Still, there are few concerns that you might ignore for a table of five rows, but it can get us performance and storage benefits in a relatively large result set if addressed promptly.
Search noise word ‘Hi’ with Full-Text query
There are many noise words attached to the Full-Text index. Soon, they can become a burden. Plus, they are no use to the search.
Let’s check if the noise word Hi is present in the Full-Text Search results because it is better to exclude it.
Run the Full-Text query as follows:
--Run Full-Text query to Search for Noise word 'Hi' SELECT * FROM dbo.WatchReview WHERE CONTAINS(Details,'Hi')
The results are below:
The results returned show that the word “Hi” is part of the Full-Text search results.
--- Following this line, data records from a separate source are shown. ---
//! Placeholder substitution for backend scripts.
//!
//! Templates are plain TCL or shell text containing `#NAME#` tokens. A token
//! whose name is in [`PLACEHOLDERS`] is replaced by the context value, or by
//! the empty string when the context has no entry. Every other `#...#`
//! sequence, shell comments included, is emitted unchanged.

use std::borrow::Cow;
use std::collections::BTreeMap;
use std::path::{Path, PathBuf};

use serde::Serialize;

use crate::core::errors::BuildError;

/// Delimiter around placeholder names.
pub const DELIMITER: char = '#';

/// Placeholder names recognized by the renderer.
pub const PLACEHOLDERS: &[&str] = &[
    // Identity
    "TOOL",
    "PROJECT",
    "PART",
    "FAMILY",
    "DEVICE",
    "SPEED",
    "PACKAGE",
    "TOP",
    "STRATEGY",
    "TASK",
    // Sources
    "FILES",
    "CONSTRAINTS",
    "INCLUDES",
    "DEFINES",
    "PARAMS",
    // Phase options
    "PROJECT_OPTS",
    "PREFLOW_OPTS",
    "POSTSYN_OPTS",
    "POSTIMP_OPTS",
    "POSTBIT_OPTS",
    // Hook stages
    "PRECFG",
    "POSTCFG",
    "PRESYN",
    "POSTSYN",
    "PREPAR",
    "POSTPAR",
    "PREBIT",
    "POSTBIT",
    // Step flags
    "SYN",
    "PAR",
    "BIT",
    // Programming
    "BITSTREAM",
    "DEVTYPE",
    "POSITION",
    "MEMPART",
    "WIDTH",
    "PROG_COMMANDS",
];

/// Check if a name is a recognized placeholder.
pub fn is_placeholder(name: &str) -> bool {
    PLACEHOLDERS.contains(&name)
}

/// Flattened placeholder values for one render.
#[derive(Debug, Clone, Default, PartialEq, Eq, Serialize)]
#[serde(transparent)]
pub struct RenderContext(BTreeMap<String, String>);

impl RenderContext {
    /// Create an empty context.
    pub fn new() -> Self {
        RenderContext::default()
    }

    /// Set a value, replacing any previous one.
    pub fn insert(&mut self, key: impl Into<String>, value: impl Into<String>) {
        self.0.insert(key.into(), value.into());
    }

    /// Get a value.
    pub fn get(&self, key: &str) -> Option<&str> {
        self.0.get(key).map(String::as_str)
    }

    /// Check if a key is set.
    pub fn contains(&self, key: &str) -> bool {
        self.0.contains_key(key)
    }

    /// Iterate over the entries in key order.
    pub fn iter(&self) -> impl Iterator<Item = (&str, &str)> {
        self.0.iter().map(|(k, v)| (k.as_str(), v.as_str()))
    }

    pub fn len(&self) -> usize {
        self.0.len()
    }

    pub fn is_empty(&self) -> bool {
        self.0.is_empty()
    }
}

impl<K: Into<String>, V: Into<String>> Extend<(K, V)> for RenderContext {
    fn extend<I: IntoIterator<Item = (K, V)>>(&mut self, iter: I) {
        for (k, v) in iter {
            self.insert(k, v);
        }
    }
}

impl<K: Into<String>, V: Into<String>> FromIterator<(K, V)> for RenderContext {
    fn from_iter<I: IntoIterator<Item = (K, V)>>(iter: I) -> Self {
        let mut ctx = RenderContext::new();
        ctx.extend(iter);
        ctx
    }
}

/// Substitute placeholders in a single left-to-right pass.
///
/// Substituted values are never rescanned.
pub fn render(template: &str, ctx: &RenderContext) -> String {
    let mut out = String::with_capacity(template.len());
    let mut rest = template;

    while let Some(start) = rest.find(DELIMITER) {
        out.push_str(&rest[..start]);
        let after = &rest[start + 1..];

        match after.find(DELIMITER) {
            Some(end) if is_placeholder(&after[..end]) => {
                out.push_str(ctx.get(&after[..end]).unwrap_or(""));
                rest = &after[end + 1..];
            }
            _ => {
                out.push(DELIMITER);
                rest = after;
            }
        }
    }

    out.push_str(rest);
    out
}

/// Built-in template text by file name.
fn builtin(name: &str) -> Option<&'static str> {
    let text = match name {
        "vivado.tcl" => include_str!("templates/vivado.tcl"),
        "vivado-prog.tcl" => include_str!("templates/vivado-prog.tcl"),
        "ise.tcl" => include_str!("templates/ise.tcl"),
        "ise-prog.impact" => include_str!("templates/ise-prog.impact"),
        "quartus.tcl" => include_str!("templates/quartus.tcl"),
        "quartus-prog.sh" => include_str!("templates/quartus-prog.sh"),
        "libero.tcl" => include_str!("templates/libero.tcl"),
        "diamond.tcl" => include_str!("templates/diamond.tcl"),
        "diamond-prog.sh" => include_str!("templates/diamond-prog.sh"),
        "openflow.sh" => include_str!("templates/openflow.sh"),
        "openflow-prog.sh" => include_str!("templates/openflow-prog.sh"),
        _ => return None,
    };
    Some(text)
}

/// Where template text comes from.
///
/// A file named like the template inside the override directory wins over
/// the built-in copy.
#[derive(Debug, Clone, Default)]
pub struct TemplateSource {
    dir: Option<PathBuf>,
}

impl TemplateSource {
    /// Use only the built-in templates.
    pub fn builtin() -> Self {
        TemplateSource::default()
    }

    /// Look for overrides in `dir` first.
    pub fn with_dir(dir: impl Into<PathBuf>) -> Self {
        TemplateSource {
            dir: Some(dir.into()),
        }
    }

    /// The override directory, if any.
    pub fn dir(&self) -> Option<&Path> {
        self.dir.as_deref()
    }

    /// Load the text of a template.
    pub fn load(&self, name: &str) -> Result<Cow<'static, str>, BuildError> {
        if let Some(dir) = &self.dir {
            let path = dir.join(name);
            if path.is_file() {
                tracing::debug!("using template override {}", path.display());
                return std::fs::read_to_string(&path)
                    .map(Cow::Owned)
                    .map_err(|source| BuildError::Template { path, source });
            }
        }

        builtin(name)
            .map(Cow::Borrowed)
            .ok_or_else(|| BuildError::Template {
                path: PathBuf::from(name),
                source: std::io::Error::new(
                    std::io::ErrorKind::NotFound,
                    "no built-in template with this name",
                ),
            })
    }

    /// Load and render a template.
    pub fn render(&self, name: &str, ctx: &RenderContext) -> Result<String, BuildError> {
        let text = self.load(name)?;
        Ok(render(&text, ctx))
    }
}

#[cfg(test)]
mod tests {
    use super::*;
    use tempfile::TempDir;

    fn ctx(pairs: &[(&str, &str)]) -> RenderContext {
        pairs.iter().map(|(k, v)| (*k, *v)).collect()
    }

    #[test]
    fn test_substitutes_every_occurrence() {
        let out = render(
            "create #PROJECT# -part #PART#\nputs #PROJECT#",
            &ctx(&[("PROJECT", "blink"), ("PART", "xc7a35t-1-csg324")]),
        );
        assert_eq!(out, "create blink -part xc7a35t-1-csg324\nputs blink");
    }

    #[test]
    fn test_absent_key_renders_empty() {
        let out = render("a#FILES#b#PRESYN#c", &RenderContext::new());
        assert_eq!(out, "abc");
    }

    #[test]
    fn test_unknown_placeholder_passes_through() {
        let out = render("x #NOT_A_KEY# y #TOP#", &ctx(&[("TOP", "Top")]));
        assert_eq!(out, "x #NOT_A_KEY# y Top");
    }

    #[test]
    fn test_shell_comments_pass_through() {
        let template = "#!/bin/sh\n# build #PROJECT# now\nset -e # strict\n";
        let out = render(template, &ctx(&[("PROJECT", "p")]));
        assert_eq!(out, "#!/bin/sh\n# build p now\nset -e # strict\n");
    }

    #[test]
    fn test_adjacent_and_doubled_delimiters() {
        let c = ctx(&[("TOP", "t"), ("PART", "p")]);
        assert_eq!(render("#TOP##PART#", &c), "tp");
        assert_eq!(render("##TOP#", &c), "#t");
        assert_eq!(render("#TOP", &c), "#TOP");
        assert_eq!(render("#", &c), "#");
    }

    #[test]
    fn test_values_are_not_rescanned() {
        let out = render("#TOP#", &ctx(&[("TOP", "#PART#"), ("PART", "nope")]));
        assert_eq!(out, "#PART#");
    }

    #[test]
    fn test_render_is_deterministic() {
        let c = ctx(&[("PROJECT", "p"), ("FILES", "a\nb")]);
        let template = builtin("vivado.tcl").unwrap();
        assert_eq!(render(template, &c), render(template, &c));
    }

    #[test]
    fn test_builtin_templates_render_fully() {
        for name in [
            "vivado.tcl",
            "vivado-prog.tcl",
            "ise.tcl",
            "ise-prog.impact",
            "quartus.tcl",
            "quartus-prog.sh",
            "libero.tcl",
            "diamond.tcl",
            "diamond-prog.sh",
            "openflow.sh",
            "openflow-prog.sh",
        ] {
            let out = render(builtin(name).unwrap(), &RenderContext::new());
            for placeholder in PLACEHOLDERS {
                let token = format!("#{}#", placeholder);
                assert!(!out.contains(&token), "{} left {} unrendered", name, token);
            }
        }
    }

    #[test]
    fn test_override_dir_wins() {
        let tmp = TempDir::new().unwrap();
        std::fs::write(tmp.path().join("vivado.tcl"), "custom #PROJECT#").unwrap();

        let source = TemplateSource::with_dir(tmp.path());
        let out = source.render("vivado.tcl", &ctx(&[("PROJECT", "p")])).unwrap();
        assert_eq!(out, "custom p");

        // Templates missing from the directory fall back to the built-ins
        let text = source.load("openflow.sh").unwrap();
        assert_eq!(text, builtin("openflow.sh").unwrap());
    }

    #[test]
    fn test_unknown_template() {
        let err = TemplateSource::builtin().load("nope.tcl").unwrap_err();
        assert!(matches!(err, BuildError::Template { .. }));
    }

    #[test]
    fn test_context_serializes_as_map() {
        let json = serde_json::to_string(&ctx(&[("TOP", "t"), ("PART", "p")])).unwrap();
        assert_eq!(json, r#"{"PART":"p","TOP":"t"}"#);
    }
}
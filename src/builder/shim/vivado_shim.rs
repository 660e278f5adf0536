//! Vivado backend shim.
//!
//! Creates a Vivado project in batch mode and runs synthesis,
//! implementation and bitstream generation through the run manager.

use crate::builder::shim::capabilities::{
    BackendCapabilities, BackendId, BackendKind, TransferCapabilities,
};
use crate::builder::shim::tcl::{braced, key_values, path_str};
use crate::builder::shim::trait_def::BackendShim;
use crate::builder::template::RenderContext;
use crate::core::choice::DevType;
use crate::core::config::{BuildConfig, ConstraintStage};
use crate::core::errors::BuildError;
use crate::core::part::{PartDescriptor, PartResolver, XILINX_FAMILIES};

const CAPABILITIES: BackendCapabilities = BackendCapabilities {
    id: BackendId::Vivado,
    kind: BackendKind::ProjectFile,
    description: "AMD/Xilinx Vivado Design Suite (7 series and newer)",
    tool: "vivado",
    install_hint: "Install Vivado and source settings64.sh from its install directory",
    default_part: "xc7k160t-3-fbg484",
    script: "vivado.tcl",
    command: "vivado -mode batch -notrace -quiet -source vivado.tcl",
    bitstream_ext: "bit",
    transfer: Some(TransferCapabilities {
        script: "vivado-prog.tcl",
        command: "vivado -mode batch -notrace -quiet -source vivado-prog.tcl",
        devtypes: &[DevType::Fpga, DevType::Spi, DevType::Bpi],
    }),
};

/// Vivado backend shim.
pub struct VivadoShim {
    resolver: PartResolver,
}

impl VivadoShim {
    pub fn new() -> Self {
        VivadoShim {
            resolver: PartResolver::new().with_table(XILINX_FAMILIES),
        }
    }
}

impl Default for VivadoShim {
    fn default() -> Self {
        Self::new()
    }
}

impl BackendShim for VivadoShim {
    fn capabilities(&self) -> &BackendCapabilities {
        &CAPABILITIES
    }

    fn resolver(&self) -> &PartResolver {
        &self.resolver
    }

    fn build_context(
        &self,
        config: &BuildConfig,
        _part: &PartDescriptor,
        ctx: &mut RenderContext,
    ) -> Result<(), BuildError> {
        let mut files = Vec::new();
        for file in &config.files {
            files.push(format!("add_files {}", braced(&file.path)));
            if let Some(lib) = &file.library {
                files.push(format!(
                    "set_property library {} [get_files {}]",
                    lib,
                    braced(&file.path)
                ));
            }
        }
        ctx.insert("FILES", files.join("\n"));

        let mut constraints = Vec::new();
        for entry in &config.constraints {
            let path = braced(&entry.path);
            constraints.push(format!("add_files -fileset constrs_1 {}", path));
            match entry.stage {
                ConstraintStage::All => {}
                ConstraintStage::Syn => constraints.push(format!(
                    "set_property used_in_implementation false [get_files {}]",
                    path
                )),
                ConstraintStage::Par => constraints.push(format!(
                    "set_property used_in_synthesis false [get_files {}]",
                    path
                )),
            }
        }
        ctx.insert("CONSTRAINTS", constraints.join("\n"));

        if !config.includes.is_empty() {
            let dirs: Vec<_> = config.includes.iter().map(|p| path_str(p)).collect();
            ctx.insert(
                "INCLUDES",
                format!(
                    "set_property include_dirs {{{}}} [current_fileset]",
                    dirs.join(" ")
                ),
            );
        }
        if !config.defines.is_empty() {
            ctx.insert(
                "DEFINES",
                format!(
                    "set_property verilog_define {{{}}} [current_fileset]",
                    key_values(&config.defines, " ")
                ),
            );
        }
        if !config.params.is_empty() {
            ctx.insert(
                "PARAMS",
                format!(
                    "set_property generic {{{}}} [current_fileset]",
                    key_values(&config.params, " ")
                ),
            );
        }

        Ok(())
    }
}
Thus, we need to exclude it – it is meaningless to the search and does not help any analysis.
Alter Stoplist to add Stopword Hi
We will add the stopword Hi by altering our custom Stoplist so that it cannot be indexed by Full-Text search and should not be returned by Full-Text queries to save space and improve the search:
--Alter customer stoplist to add Hi noise word ALTER FULLTEXT STOPLIST WatchReviewStoplist ADD 'Hi' LANGUAGE 'British English';
Search noise word ‘Hi’ again after adding it as Stopword
Search for the noise word Hi after adding it to the Stoplist:
--Search Noise word 'Hi' after it has been added as a stopword SELECT * FROM dbo.WatchReview WHERE CONTAINS(Details,'Hi')
The output is as follows:
Check added Stopwords
Anytime, you can check the stopwords added to the Stoplist. Run the following script for this:
-- Check added stopwords SELECT * FROM sys.fulltext_stopwords
The results are below:
Congratulations! You have successfully created a stoplist and added a stopword to it. This way, you make the Full-Text Search more efficient in both performance and storage.
Things to do
Now that you can create stoplists and add stopwords to them, try the following to further improve your skills:
- Add words ‘I,’ ‘this,’ ‘just,’ ‘as noise words to your custom stoplist created in this walkthrough.
- Check the added stopwords by running the script we specified at the end of the walkthrough.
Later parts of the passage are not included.